(Saved data entries)
BEGIN

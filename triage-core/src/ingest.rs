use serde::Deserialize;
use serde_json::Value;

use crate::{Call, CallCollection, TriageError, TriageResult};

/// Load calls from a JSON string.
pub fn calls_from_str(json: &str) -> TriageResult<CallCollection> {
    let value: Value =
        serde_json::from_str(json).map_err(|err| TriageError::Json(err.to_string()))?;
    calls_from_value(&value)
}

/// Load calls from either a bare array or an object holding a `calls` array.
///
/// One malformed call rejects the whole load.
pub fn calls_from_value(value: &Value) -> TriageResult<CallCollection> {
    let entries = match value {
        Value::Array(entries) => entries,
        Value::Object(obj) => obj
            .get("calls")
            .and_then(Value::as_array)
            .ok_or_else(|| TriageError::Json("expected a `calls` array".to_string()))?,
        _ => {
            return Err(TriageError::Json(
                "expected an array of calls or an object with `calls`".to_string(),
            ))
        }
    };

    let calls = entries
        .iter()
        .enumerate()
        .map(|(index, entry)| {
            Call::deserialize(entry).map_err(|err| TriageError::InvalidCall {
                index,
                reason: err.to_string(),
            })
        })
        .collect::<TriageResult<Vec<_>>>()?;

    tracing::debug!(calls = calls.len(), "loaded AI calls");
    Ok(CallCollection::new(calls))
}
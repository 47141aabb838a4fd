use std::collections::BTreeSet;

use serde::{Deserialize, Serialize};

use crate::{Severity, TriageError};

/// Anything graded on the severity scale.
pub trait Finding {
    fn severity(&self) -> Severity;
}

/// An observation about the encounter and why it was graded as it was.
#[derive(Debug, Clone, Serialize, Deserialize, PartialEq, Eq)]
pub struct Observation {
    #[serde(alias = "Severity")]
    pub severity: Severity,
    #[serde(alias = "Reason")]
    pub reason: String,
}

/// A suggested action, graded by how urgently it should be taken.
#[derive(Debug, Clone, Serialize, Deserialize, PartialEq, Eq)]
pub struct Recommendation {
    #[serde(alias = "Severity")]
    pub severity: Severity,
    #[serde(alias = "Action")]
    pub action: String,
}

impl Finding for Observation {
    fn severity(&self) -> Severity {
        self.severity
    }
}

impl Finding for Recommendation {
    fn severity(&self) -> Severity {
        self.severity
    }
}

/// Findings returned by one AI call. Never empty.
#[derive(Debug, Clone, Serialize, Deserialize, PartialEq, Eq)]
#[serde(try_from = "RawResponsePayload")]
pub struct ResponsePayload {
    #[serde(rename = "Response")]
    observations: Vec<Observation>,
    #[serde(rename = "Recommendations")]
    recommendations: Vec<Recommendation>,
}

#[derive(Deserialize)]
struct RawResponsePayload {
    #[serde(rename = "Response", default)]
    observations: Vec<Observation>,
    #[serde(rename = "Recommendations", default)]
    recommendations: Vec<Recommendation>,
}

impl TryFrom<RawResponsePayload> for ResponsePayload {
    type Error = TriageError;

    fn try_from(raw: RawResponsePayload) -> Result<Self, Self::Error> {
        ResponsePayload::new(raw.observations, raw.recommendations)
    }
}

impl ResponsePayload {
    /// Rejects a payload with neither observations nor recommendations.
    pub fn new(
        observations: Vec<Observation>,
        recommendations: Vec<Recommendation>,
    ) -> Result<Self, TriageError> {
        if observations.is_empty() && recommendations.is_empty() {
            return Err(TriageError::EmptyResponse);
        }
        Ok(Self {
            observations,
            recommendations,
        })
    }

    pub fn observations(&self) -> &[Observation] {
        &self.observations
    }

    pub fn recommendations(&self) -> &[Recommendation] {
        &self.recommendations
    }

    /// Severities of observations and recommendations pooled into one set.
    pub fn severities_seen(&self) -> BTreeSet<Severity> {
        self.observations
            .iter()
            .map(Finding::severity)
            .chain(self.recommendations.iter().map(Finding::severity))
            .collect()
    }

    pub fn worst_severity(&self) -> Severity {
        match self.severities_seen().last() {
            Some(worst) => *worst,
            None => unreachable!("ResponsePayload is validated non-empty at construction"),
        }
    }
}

END
BEGIN

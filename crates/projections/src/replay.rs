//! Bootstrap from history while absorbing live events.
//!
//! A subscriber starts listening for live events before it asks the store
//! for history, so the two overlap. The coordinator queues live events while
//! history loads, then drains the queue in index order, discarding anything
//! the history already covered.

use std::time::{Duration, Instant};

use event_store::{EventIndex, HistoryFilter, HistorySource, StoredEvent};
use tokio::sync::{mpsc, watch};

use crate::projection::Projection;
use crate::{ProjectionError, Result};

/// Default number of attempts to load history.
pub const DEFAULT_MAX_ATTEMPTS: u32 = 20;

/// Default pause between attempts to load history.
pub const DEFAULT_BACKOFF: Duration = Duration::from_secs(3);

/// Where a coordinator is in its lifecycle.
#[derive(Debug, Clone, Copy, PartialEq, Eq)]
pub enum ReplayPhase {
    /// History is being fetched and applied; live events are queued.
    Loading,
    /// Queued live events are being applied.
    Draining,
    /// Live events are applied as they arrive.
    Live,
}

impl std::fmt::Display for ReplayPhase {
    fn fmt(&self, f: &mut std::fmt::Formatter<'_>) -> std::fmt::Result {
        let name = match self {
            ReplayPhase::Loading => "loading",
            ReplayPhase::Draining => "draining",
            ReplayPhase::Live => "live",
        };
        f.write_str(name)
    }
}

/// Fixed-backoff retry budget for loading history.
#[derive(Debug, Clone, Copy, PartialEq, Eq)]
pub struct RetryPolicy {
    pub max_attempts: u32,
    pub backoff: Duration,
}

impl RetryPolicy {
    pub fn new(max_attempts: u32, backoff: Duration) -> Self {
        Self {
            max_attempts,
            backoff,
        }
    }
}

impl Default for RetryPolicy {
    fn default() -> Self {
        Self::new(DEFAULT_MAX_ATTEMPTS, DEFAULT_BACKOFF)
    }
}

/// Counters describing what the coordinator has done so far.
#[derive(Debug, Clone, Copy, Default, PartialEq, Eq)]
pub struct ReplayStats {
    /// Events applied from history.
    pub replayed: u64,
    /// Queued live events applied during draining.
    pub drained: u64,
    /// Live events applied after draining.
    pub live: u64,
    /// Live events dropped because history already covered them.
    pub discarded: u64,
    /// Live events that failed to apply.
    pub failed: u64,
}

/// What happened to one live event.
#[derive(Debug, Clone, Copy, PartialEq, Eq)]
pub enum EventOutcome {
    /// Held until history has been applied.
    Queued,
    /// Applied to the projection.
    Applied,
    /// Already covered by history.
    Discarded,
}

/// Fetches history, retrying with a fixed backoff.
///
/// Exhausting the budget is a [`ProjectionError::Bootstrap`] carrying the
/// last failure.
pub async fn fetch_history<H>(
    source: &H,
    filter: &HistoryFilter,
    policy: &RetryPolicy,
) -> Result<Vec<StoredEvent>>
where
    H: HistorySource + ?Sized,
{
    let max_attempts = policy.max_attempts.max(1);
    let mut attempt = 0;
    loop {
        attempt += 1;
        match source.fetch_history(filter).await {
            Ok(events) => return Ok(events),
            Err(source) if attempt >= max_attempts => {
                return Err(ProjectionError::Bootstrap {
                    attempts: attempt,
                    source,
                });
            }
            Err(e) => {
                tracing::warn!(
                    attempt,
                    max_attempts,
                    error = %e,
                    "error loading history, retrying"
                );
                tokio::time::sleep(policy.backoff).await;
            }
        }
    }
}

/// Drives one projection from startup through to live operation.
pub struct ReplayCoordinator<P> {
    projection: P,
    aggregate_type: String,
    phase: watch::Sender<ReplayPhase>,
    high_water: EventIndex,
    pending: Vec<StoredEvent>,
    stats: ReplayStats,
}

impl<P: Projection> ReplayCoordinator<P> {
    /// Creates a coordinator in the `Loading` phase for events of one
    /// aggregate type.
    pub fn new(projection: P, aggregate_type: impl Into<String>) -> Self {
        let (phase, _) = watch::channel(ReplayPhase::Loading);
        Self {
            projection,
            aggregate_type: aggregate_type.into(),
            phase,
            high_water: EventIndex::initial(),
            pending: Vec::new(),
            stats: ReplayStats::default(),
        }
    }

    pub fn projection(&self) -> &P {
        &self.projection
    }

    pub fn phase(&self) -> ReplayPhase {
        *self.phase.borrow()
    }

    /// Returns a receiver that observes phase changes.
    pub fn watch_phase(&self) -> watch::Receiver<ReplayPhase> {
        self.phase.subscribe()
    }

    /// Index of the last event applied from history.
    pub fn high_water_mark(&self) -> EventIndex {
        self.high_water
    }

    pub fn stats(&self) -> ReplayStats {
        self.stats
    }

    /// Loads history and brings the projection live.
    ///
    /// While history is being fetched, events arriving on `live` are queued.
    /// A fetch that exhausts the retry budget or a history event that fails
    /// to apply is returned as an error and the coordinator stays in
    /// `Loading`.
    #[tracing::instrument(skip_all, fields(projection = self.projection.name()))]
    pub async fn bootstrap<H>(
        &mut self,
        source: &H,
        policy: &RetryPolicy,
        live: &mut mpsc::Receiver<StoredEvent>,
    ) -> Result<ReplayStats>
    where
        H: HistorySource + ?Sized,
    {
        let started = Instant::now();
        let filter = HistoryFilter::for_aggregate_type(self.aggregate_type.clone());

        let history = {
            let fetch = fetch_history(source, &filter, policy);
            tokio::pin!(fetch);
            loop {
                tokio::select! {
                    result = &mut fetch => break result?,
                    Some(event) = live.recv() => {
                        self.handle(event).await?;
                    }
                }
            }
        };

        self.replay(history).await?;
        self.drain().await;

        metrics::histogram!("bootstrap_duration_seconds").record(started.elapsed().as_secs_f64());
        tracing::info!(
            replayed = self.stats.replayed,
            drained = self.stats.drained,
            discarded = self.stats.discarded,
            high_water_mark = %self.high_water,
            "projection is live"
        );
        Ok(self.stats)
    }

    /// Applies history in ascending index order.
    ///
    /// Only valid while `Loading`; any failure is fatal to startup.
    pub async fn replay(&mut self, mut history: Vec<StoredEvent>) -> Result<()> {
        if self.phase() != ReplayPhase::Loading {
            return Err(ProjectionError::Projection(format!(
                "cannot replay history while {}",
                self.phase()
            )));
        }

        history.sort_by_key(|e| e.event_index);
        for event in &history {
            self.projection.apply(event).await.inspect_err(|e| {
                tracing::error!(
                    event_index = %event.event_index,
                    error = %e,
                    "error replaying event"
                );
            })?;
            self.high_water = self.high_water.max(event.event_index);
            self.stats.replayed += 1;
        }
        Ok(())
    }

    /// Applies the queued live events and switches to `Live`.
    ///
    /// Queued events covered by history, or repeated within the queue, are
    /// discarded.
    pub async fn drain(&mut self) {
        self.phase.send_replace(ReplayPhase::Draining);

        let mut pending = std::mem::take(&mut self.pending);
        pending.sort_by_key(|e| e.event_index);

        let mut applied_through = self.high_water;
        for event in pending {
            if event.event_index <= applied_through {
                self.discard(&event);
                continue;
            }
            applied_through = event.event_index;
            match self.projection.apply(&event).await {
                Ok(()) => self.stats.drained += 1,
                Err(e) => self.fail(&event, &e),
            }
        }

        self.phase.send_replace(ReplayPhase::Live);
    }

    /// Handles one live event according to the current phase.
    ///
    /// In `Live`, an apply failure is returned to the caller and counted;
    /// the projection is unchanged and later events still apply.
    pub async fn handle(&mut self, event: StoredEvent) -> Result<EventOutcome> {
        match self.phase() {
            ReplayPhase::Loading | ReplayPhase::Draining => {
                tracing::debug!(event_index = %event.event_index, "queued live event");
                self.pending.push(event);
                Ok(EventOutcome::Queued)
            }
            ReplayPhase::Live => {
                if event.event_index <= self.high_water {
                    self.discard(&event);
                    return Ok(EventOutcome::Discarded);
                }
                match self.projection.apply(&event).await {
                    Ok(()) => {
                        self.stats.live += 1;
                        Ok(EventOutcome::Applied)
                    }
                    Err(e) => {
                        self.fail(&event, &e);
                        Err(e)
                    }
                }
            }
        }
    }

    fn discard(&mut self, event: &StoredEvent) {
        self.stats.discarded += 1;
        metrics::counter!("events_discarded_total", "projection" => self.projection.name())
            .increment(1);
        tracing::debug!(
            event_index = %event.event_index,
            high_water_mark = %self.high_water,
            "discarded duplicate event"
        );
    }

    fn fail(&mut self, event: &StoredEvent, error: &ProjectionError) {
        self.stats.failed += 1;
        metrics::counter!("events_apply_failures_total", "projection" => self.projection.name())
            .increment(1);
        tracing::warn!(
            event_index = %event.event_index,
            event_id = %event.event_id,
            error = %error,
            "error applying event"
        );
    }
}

END
BEGIN

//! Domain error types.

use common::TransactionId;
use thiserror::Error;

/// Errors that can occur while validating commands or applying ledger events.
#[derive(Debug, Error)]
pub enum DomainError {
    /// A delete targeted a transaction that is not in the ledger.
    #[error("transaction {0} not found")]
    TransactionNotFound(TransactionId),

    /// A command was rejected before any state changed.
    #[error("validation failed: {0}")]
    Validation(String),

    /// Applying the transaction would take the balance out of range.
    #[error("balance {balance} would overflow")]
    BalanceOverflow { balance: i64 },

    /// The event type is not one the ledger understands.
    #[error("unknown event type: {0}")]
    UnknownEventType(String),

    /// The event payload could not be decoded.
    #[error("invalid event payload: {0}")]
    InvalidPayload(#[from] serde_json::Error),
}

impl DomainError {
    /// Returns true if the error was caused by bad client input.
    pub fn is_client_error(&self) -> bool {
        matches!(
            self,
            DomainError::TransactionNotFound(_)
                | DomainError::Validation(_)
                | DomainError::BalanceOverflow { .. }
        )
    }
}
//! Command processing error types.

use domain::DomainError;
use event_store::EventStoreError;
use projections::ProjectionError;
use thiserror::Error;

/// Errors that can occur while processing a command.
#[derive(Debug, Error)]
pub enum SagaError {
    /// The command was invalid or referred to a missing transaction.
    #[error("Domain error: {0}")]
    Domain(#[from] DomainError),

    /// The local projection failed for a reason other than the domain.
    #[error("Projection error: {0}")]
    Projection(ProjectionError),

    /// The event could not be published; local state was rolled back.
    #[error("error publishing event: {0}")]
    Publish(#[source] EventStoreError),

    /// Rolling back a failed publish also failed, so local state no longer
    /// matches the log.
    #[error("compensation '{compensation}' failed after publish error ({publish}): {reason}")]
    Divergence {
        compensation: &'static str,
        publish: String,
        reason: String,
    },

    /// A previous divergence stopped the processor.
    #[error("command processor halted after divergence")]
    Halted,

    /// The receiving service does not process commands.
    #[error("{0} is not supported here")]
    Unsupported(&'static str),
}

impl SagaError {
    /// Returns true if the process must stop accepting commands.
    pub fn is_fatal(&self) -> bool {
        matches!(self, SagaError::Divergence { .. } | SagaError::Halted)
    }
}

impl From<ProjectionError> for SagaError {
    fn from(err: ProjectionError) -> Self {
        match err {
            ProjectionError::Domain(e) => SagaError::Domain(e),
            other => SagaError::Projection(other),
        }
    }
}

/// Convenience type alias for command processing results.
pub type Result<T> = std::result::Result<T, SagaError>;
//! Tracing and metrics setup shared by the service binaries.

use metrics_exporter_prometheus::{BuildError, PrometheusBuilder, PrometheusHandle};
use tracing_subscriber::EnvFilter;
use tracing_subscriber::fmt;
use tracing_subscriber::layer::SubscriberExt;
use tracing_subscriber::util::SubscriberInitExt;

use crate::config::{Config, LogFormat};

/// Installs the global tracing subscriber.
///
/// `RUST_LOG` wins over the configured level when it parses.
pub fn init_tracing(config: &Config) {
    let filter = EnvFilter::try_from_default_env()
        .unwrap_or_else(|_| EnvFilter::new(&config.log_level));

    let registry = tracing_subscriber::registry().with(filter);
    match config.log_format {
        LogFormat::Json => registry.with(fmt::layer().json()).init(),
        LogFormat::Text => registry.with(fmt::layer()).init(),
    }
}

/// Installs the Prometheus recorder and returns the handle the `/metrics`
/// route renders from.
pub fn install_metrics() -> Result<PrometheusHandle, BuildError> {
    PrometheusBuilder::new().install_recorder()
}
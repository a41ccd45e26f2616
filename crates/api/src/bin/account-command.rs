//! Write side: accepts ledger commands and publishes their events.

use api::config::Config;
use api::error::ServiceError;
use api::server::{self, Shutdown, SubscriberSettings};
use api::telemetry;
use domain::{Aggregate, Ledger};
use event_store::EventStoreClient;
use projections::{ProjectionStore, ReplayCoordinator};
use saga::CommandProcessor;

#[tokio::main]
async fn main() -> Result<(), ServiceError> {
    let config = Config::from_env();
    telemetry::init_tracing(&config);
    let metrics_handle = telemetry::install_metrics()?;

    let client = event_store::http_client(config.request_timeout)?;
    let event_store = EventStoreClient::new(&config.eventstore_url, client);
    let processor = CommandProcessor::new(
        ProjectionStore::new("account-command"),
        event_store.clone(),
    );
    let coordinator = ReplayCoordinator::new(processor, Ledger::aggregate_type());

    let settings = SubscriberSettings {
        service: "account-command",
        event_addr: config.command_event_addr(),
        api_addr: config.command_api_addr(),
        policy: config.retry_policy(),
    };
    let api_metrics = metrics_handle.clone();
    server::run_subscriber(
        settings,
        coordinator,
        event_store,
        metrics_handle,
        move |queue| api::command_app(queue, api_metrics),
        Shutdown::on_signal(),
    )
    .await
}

END

**What you need to do:** Ascertain the number of lines in the entries that include the word "after", and report only that number.

**Response:** 3